Cryptocurrencies have been for more than a decade but remain misunderstood by the investment community. In this article, we delete some of the biggest myths about the crypto to help you evaluate opportunities and risks.

Myth #1: “Crypto investment is complicated and confusing.”

The expectation of dealing with digital wallets, private keys and irregular crypto exchanges has led to many traditional investors who believe that crypto investment is beyond them. However, the arrival of Crypto Exchange-Traded Products (ETP) in 2024 presents investors with a new Avenue to access digital assets in a familiar investment vehicle.

In crypto ETPs, investing in digital assets such as Bitcoin has become as simple as buying shares of a stock. Investors can buy Bitcoin and Ether ETP through their regular broker accounts, just like any other security. It eliminates the need to set up and manage cryptocurrency wallets with an exchange, making crypto access to a wider audience. Moreover, these ETPs are controlled financial products, providing additional security layers for investors. Although there are certainly many facts behind the former crypto adage, “not your keys, not your crypto,” the popularity of crypto ETPs proves that self-custody doesn’t have to be the only way to gain crypto exposure.

Myth #2: “It’s too late to invest in Bitcoin-I miss the run-up.”

While Bitcoin has seen a huge price appreciation, the idea of ​​”late” to invest is wrong. In fact, bitcoin remains in the early stages of institutional and mainstream adoption, with significant potential for future growth.

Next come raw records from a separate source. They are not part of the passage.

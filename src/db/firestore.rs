// SPDX-License-Identifier: MIT

//! Firestore client wrapper with typed operations.
//!
//! Provides high-level operations for:
//! - Users (profile + exercise counter + log reference list)
//! - Exercise logs (flat immutable records)
//!
//! Cross-document consistency (log creation plus the user's count/log
//! update) goes through Firestore transactions, so concurrent submissions
//! for the same user cannot lose increments and no orphan logs are left
//! behind on a failed user update.

use crate::db::collections;
use crate::error::AppError;
use crate::models::{ExerciseLog, User, UsernameIndex};
use futures_util::{stream, StreamExt, TryStreamExt};

const MAX_CONCURRENT_DB_OPS: usize = 50;

/// Firestore database client.
#[derive(Clone)]
pub struct FirestoreDb {
    client: Option<firestore::FirestoreDb>,
}

impl FirestoreDb {
    /// Create a new Firestore client.
    ///
    /// For local development with emulator, set FIRESTORE_EMULATOR_HOST.
    pub async fn new(project_id: &str) -> Result<Self, AppError> {
        // If the emulator environment variable is set, use unauthenticated connection
        // to avoid local credential warnings and leakage.
        if std::env::var("FIRESTORE_EMULATOR_HOST").is_ok() {
            return Self::create_emulator_client(project_id).await;
        }

        let client = firestore::FirestoreDb::new(project_id)
            .await
            .map_err(|e| AppError::Database(format!("Failed to connect to Firestore: {}", e)))?;

        tracing::info!(project = project_id, "Connected to Firestore");

        Ok(Self {
            client: Some(client),
        })
    }

    /// Create a Firestore client for the emulator with unauthenticated access.
    async fn create_emulator_client(project_id: &str) -> Result<Self, AppError> {
        tracing::info!("Using unauthenticated connection for Firestore Emulator");

        // Use ExternalJwtFunctionSource to provide a dummy token without needing
        // a custom TokenSource implementation struct.
        let token_source = gcloud_sdk::ExternalJwtFunctionSource::new(|| async {
            Ok(gcloud_sdk::Token {
                token_type: "Bearer".to_string(),
                token: gcloud_sdk::SecretValue::new(
                    "eyJhbGciOiJub25lIn0.eyJ1aWQiOiJ0ZXN0In0."
                        .to_string()
                        .into(),
                ),
                expiry: chrono::Utc::now() + chrono::Duration::hours(1),
            })
        });

        let options = firestore::FirestoreDbOptions::new(project_id.to_string());

        let client = firestore::FirestoreDb::with_options_token_source(
            options,
            gcloud_sdk::GCP_DEFAULT_SCOPES.clone(),
            gcloud_sdk::TokenSourceType::ExternalSource(Box::new(token_source)),
        )
        .await
        .map_err(|e| {
            AppError::Database(format!("Failed to connect to Firestore Emulator: {}", e))
        })?;

        tracing::info!(
            project = project_id,
            "Connected to Firestore (Emulator/Unauthenticated)"
        );

        Ok(Self {
            client: Some(client),
        })
    }

    /// Create a mock Firestore client for testing (offline mode).
    ///
    /// All database operations will return an error if called.
    pub fn new_mock() -> Self {
        Self { client: None }
    }

    /// Helper to get the client or return an error if offline.
    fn get_client(&self) -> Result<&firestore::FirestoreDb, AppError> {
        self.client
            .as_ref()
            .ok_or_else(|| AppError::Database("Database not connected (offline mode)".to_string()))
    }

    /// Clone the client with the transaction id attached.
    ///
    /// Only reads issued with the transaction id join the transaction's
    /// read set; reads through the plain client would leave the commit
    /// free to overwrite concurrent updates.
    fn tx_client(
        client: &firestore::FirestoreDb,
        transaction: &firestore::FirestoreTransaction<'_>,
    ) -> firestore::FirestoreDb {
        client.clone_with_consistency_selector(
            firestore::FirestoreConsistencySelector::Transaction(
                transaction.transaction_id().clone(),
            ),
        )
    }

    // ─── User Operations ─────────────────────────────────────────

    /// Create a new user, enforcing username uniqueness.
    ///
    /// The user document and a `usernames/{username}` index document are
    /// written in one transaction, and the index read carries the
    /// transaction id so it is part of the commit's read set: of two
    /// concurrent creations of the same username, at most one commit can
    /// succeed.
    pub async fn create_user(&self, username: &str) -> Result<User, AppError> {
        let client = self.get_client()?;

        let mut transaction = client
            .begin_transaction()
            .await
            .map_err(|e| AppError::Database(format!("Failed to begin transaction: {}", e)))?;

        // Read the index document with the transaction id attached so the
        // commit aborts if a concurrent creation claims the same username.
        let existing: Option<UsernameIndex> = Self::tx_client(client, &transaction)
            .fluent()
            .select()
            .by_id_in(collections::USERNAMES)
            .obj()
            .one(username)
            .await
            .map_err(|e| AppError::Database(e.to_string()))?;

        if let Some(taken) = existing {
            let _ = transaction.rollback().await;
            tracing::debug!(username, user_id = %taken.user_id, "Username already taken");
            return Err(AppError::Conflict(format!(
                "Username '{}' is already taken",
                username
            )));
        }

        let user = User::new(username);
        let index = UsernameIndex {
            username: user.username.clone(),
            user_id: user.id.clone(),
        };

        client
            .fluent()
            .update()
            .in_col(collections::USERS)
            .document_id(&user.id)
            .object(&user)
            .add_to_transaction(&mut transaction)
            .map_err(|e| AppError::Database(format!("Failed to add user to transaction: {}", e)))?;

        client
            .fluent()
            .update()
            .in_col(collections::USERNAMES)
            .document_id(&index.username)
            .object(&index)
            .add_to_transaction(&mut transaction)
            .map_err(|e| {
                AppError::Database(format!("Failed to add username index to transaction: {}", e))
            })?;

        transaction
            .commit()
            .await
            .map_err(|e| AppError::Database(format!("Transaction commit failed: {}", e)))?;

        tracing::info!(user_id = %user.id, username, "User created");

        Ok(user)
    }

    /// Get a user by document ID.
    pub async fn get_user(&self, user_id: &str) -> Result<Option<User>, AppError> {
        self.get_client()?
            .fluent()
            .select()
            .by_id_in(collections::USERS)
            .obj()
            .one(user_id)
            .await
            .map_err(|e| AppError::Database(e.to_string()))
    }

    /// List every user.
    pub async fn list_users(&self) -> Result<Vec<User>, AppError> {
        self.get_client()?
            .fluent()
            .select()
            .from(collections::USERS)
            .obj()
            .query()
            .await
            .map_err(|e| AppError::Database(e.to_string()))
    }

    // ─── Exercise Log Operations ─────────────────────────────────

    /// Get one exercise log by document ID.
    pub async fn get_exercise_log(&self, log_id: &str) -> Result<Option<ExerciseLog>, AppError> {
        self.get_client()?
            .fluent()
            .select()
            .by_id_in(collections::EXERCISE_LOGS)
            .obj()
            .one(log_id)
            .await
            .map_err(|e| AppError::Database(e.to_string()))
    }

    /// Resolve a user's log reference list to full exercise records.
    ///
    /// Fetches are issued with bounded concurrency but results keep the
    /// reference-list order (association order). References to missing
    /// documents are dropped with a warning.
    pub async fn resolve_logs(&self, log_ids: &[String]) -> Result<Vec<ExerciseLog>, AppError> {
        let client = self.get_client()?;

        let resolved: Vec<Option<ExerciseLog>> = stream::iter(log_ids.to_vec())
            .map(|log_id| async move {
                let log: Option<ExerciseLog> = client
                    .fluent()
                    .select()
                    .by_id_in(collections::EXERCISE_LOGS)
                    .obj()
                    .one(&log_id)
                    .await
                    .map_err(|e| AppError::Database(e.to_string()))?;

                if log.is_none() {
                    tracing::warn!(log_id = %log_id, "Dangling exercise log reference");
                }

                Ok::<_, AppError>(log)
            })
            // `buffered` (not `buffer_unordered`) preserves association order
            .buffered(MAX_CONCURRENT_DB_OPS)
            .try_collect()
            .await?;

        Ok(resolved.into_iter().flatten().collect())
    }

    // ─── Atomic Exercise Association ─────────────────────────────

    /// Atomically persist an exercise log and link it to a user.
    ///
    /// One transaction writes the log document and the user document with
    /// `count` incremented and the log id appended, so `count == log.len()`
    /// holds even under concurrent submissions for the same user: the user
    /// read carries the transaction id, so transactions on the same user
    /// serialize at the store and a conflicting commit aborts instead of
    /// overwriting. A failed commit leaves no orphan log behind.
    ///
    /// Returns the updated user. Fails with `NotFound` before any write if
    /// the user does not exist.
    pub async fn add_exercise_atomic(
        &self,
        user_id: &str,
        log: &ExerciseLog,
    ) -> Result<User, AppError> {
        let client = self.get_client()?;

        let mut transaction = client
            .begin_transaction()
            .await
            .map_err(|e| AppError::Database(format!("Failed to begin transaction: {}", e)))?;

        // Read the user with the transaction id attached: only reads that
        // carry the transaction id are in the commit's read set, so a
        // concurrent update to this user aborts the commit instead of
        // being overwritten.
        let user: Option<User> = Self::tx_client(client, &transaction)
            .fluent()
            .select()
            .by_id_in(collections::USERS)
            .obj()
            .one(user_id)
            .await
            .map_err(|e| AppError::Database(format!("Failed to read user in transaction: {}", e)))?;

        let Some(mut user) = user else {
            let _ = transaction.rollback().await;
            return Err(AppError::NotFound(format!("User {} not found", user_id)));
        };

        user.count += 1;
        user.log.push(log.id.clone());

        client
            .fluent()
            .update()
            .in_col(collections::EXERCISE_LOGS)
            .document_id(&log.id)
            .object(log)
            .add_to_transaction(&mut transaction)
            .map_err(|e| {
                AppError::Database(format!("Failed to add exercise log to transaction: {}", e))
            })?;

        client
            .fluent()
            .update()
            .in_col(collections::USERS)
            .document_id(&user.id)
            .object(&user)
            .add_to_transaction(&mut transaction)
            .map_err(|e| AppError::Database(format!("Failed to add user to transaction: {}", e)))?;

        transaction
            .commit()
            .await
            .map_err(|e| AppError::Database(format!("Transaction commit failed: {}", e)))?;

        tracing::info!(
            user_id = %user.id,
            log_id = %log.id,
            count = user.count,
            "Exercise logged"
        );

        Ok(user)
    }
}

At approximately $ 1.7 trillion, Bitcoin market capitalization is less than 9% of gold (~ $ 19.4 trillion) and a smaller part of stock, bond and real estate market. If Bitcoin continues to get traction as a value store, medium exchange or asset reserves, its market cap can expand significantly.

Bitcoin’s hard-capped supply of 21 million makes it natural to get-up-94% of all BTCs have been mine, and more 20% can be permanently lost. Meanwhile, the rate of release of Bitcoin, if not known as “block rewards,” has been apart for almost four years, which means that the new supply will continue to retreat as demand grows, especially from institutional investors.

Launching products exchanged by BTC exchanges just a year ago the records were damaged, with a combined flows of more than $ 35 billion-the fastest growing ETP launch in history. These products provide institutions and retail investors that look alike, seamless accessing bitcoin, speeding mainstream.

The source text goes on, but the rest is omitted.